[THE INPUT — start]
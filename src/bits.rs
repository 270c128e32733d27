//! Bit vector utilities used for Hilbert table computations

use crate::NumBits;
use core::{
    fmt,
    ops::{BitAnd, BitXor},
};
use num_traits::{PrimInt, Unsigned};

/// Count the number of bits of an integer
#[inline(always)]
pub const fn num_bits<T>() -> NumBits {
    (core::mem::size_of::<T>() * 8) as _
}

/// Shift a bit into the low-order end of an integer
///
/// Pushing bits [ b1 b2 ... bN ] in order into a zero-initialized integer
/// produces the integer whose binary digits, most significant first, are
/// [ b1 b2 ... bN ].
///
#[inline(always)]
pub fn push_bit<I: PrimInt + Unsigned>(target: &mut I, bit: bool) {
    let bit = if bit { I::one() } else { I::zero() };
    *target = (*target << 1) | bit
}

/// Ordered sequence of bits, one per coordinate axis
///
/// Axis 0 comes first, and becomes the most significant bit once the vector is
/// packed into an integer with [`BitVector::pack()`]. All vectors that take
/// part in the same table computation have the same length, namely the
/// dimension of the space being covered by the Hilbert curve.
///
#[derive(Clone, Debug, Default, PartialEq, Eq, Hash)]
pub struct BitVector(Box<[bool]>);
//
impl BitVector {
    /// Vector of `len` cleared bits
    pub fn zeros(len: NumBits) -> Self {
        Self(vec![false; len as usize].into_boxed_slice())
    }

    /// Vector of `len` bits where only the bit of axis `axis` is set
    pub fn unit(len: NumBits, axis: NumBits) -> Self {
        assert!(axis < len, "Axis {axis} is out of range for length {len}");
        let mut bits = vec![false; len as usize];
        bits[axis as usize] = true;
        Self(bits.into_boxed_slice())
    }

    /// Vector made of `bit` followed by the bits of `self`
    pub fn prepend(&self, bit: bool) -> Self {
        core::iter::once(bit).chain(self.0.iter().copied()).collect()
    }

    /// Number of bits, i.e. number of coordinate axes
    pub fn len(&self) -> NumBits {
        self.0.len() as _
    }

    /// Truth that this vector has no bits at all
    pub fn is_empty(&self) -> bool {
        self.0.is_empty()
    }

    /// Bits of this vector, axis 0 first
    pub fn bits(&self) -> &[bool] {
        &self.0
    }

    /// Number of set bits
    pub fn count_ones(&self) -> NumBits {
        self.0.iter().filter(|&&bit| bit).count() as _
    }

    /// Pack the bits into an integer, most significant bit first
    ///
    /// The caller must pick an integer type that has at least `self.len()`
    /// bits, otherwise the leading bits are shifted out.
    ///
    pub fn pack<I: PrimInt + Unsigned>(&self) -> I {
        debug_assert!(self.0.len() <= core::mem::size_of::<I>() * 8);
        let mut packed = I::zero();
        for &bit in self.0.iter() {
            push_bit(&mut packed, bit);
        }
        packed
    }

    // Apply a binary operation to every pair of same-axis bits
    fn zip_with(&self, other: &Self, op: impl Fn(bool, bool) -> bool) -> Self {
        assert_eq!(
            self.len(),
            other.len(),
            "Bit vectors of different lengths cannot be combined"
        );
        self.0
            .iter()
            .zip(other.0.iter())
            .map(|(&a, &b)| op(a, b))
            .collect()
    }
}
//
impl FromIterator<bool> for BitVector {
    fn from_iter<T: IntoIterator<Item = bool>>(iter: T) -> Self {
        Self(iter.into_iter().collect())
    }
}
//
impl BitXor for &BitVector {
    type Output = BitVector;

    fn bitxor(self, rhs: Self) -> BitVector {
        self.zip_with(rhs, |a, b| a ^ b)
    }
}
//
impl BitAnd for &BitVector {
    type Output = BitVector;

    fn bitand(self, rhs: Self) -> BitVector {
        self.zip_with(rhs, |a, b| a & b)
    }
}
//
impl fmt::Display for BitVector {
    fn fmt(&self, f: &mut fmt::Formatter<'_>) -> fmt::Result {
        for &bit in self.0.iter() {
            f.write_str(if bit { "1" } else { "0" })?;
        }
        Ok(())
    }
}


#[cfg(test)]
mod tests {
    use super::{test_utils::*, *};
    use quickcheck::quickcheck;

    #[test]
    fn num_bits() {
        assert_eq!(super::num_bits::<u8>(), 8);
        assert_eq!(super::num_bits::<u16>(), 16);
        assert_eq!(super::num_bits::<u32>(), 32);
        assert_eq!(super::num_bits::<u64>(), 64);
        assert_eq!(super::num_bits::<u128>(), 128);
    }

    #[test]
    fn push_bit() {
        let mut target = 0u8;
        for bit in [true, false, true, true] {
            super::push_bit(&mut target, bit);
        }
        assert_eq!(target, 0b1011);
    }

    #[test]
    fn constructors() {
        assert_eq!(BitVector::zeros(3), bv("000"));
        assert_eq!(BitVector::unit(3, 0), bv("100"));
        assert_eq!(BitVector::unit(3, 2), bv("001"));
        assert_eq!(bv("01").prepend(true), bv("101"));
        assert_eq!(bv("").prepend(false), bv("0"));
        assert!(BitVector::default().is_empty());
    }

    #[test]
    #[should_panic]
    fn unit_out_of_range() {
        BitVector::unit(2, 2);
    }

    #[test]
    fn pack() {
        assert_eq!(bv("0").pack::<u32>(), 0);
        assert_eq!(bv("1").pack::<u32>(), 1);
        assert_eq!(bv("110").pack::<u32>(), 6);
        assert_eq!(bv("0011").pack::<u8>(), 3);
        assert_eq!(BitVector::unit(32, 0).pack::<u32>(), 1 << 31);
    }

    #[test]
    fn display() {
        assert_eq!(bv("0110").to_string(), "0110");
        assert_eq!(BitVector::default().to_string(), "");
    }

    #[test]
    #[should_panic]
    fn mismatched_lengths() {
        let _ = &bv("01") ^ &bv("011");
    }

    // Element-wise operators must agree with the same operators applied to the
    // packed integer representation.
    quickcheck! {
        fn elementwise_ops(a: u16, b: u16) -> bool {
            let (va, vb) = (unpack(a as u64, 16), unpack(b as u64, 16));
            (&va ^ &vb).pack::<u16>() == a ^ b
                && (&va & &vb).pack::<u16>() == a & b
                && va.count_ones() == a.count_ones()
        }

        fn pack_unpack(value: u32) -> bool {
            unpack(value as u64, 32).pack::<u32>() == value
        }
    }
}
[THE INPUT — finish]
**WHAT TO WORK ON**. Isolate the lines above that contain the word "true" and copy them.

**RESULT OF THE TASK**.
        bits[axis as usize] = true;
        for bit in [true, false, true, true] {
        assert_eq!(bv("01").prepend(true), bv("101"));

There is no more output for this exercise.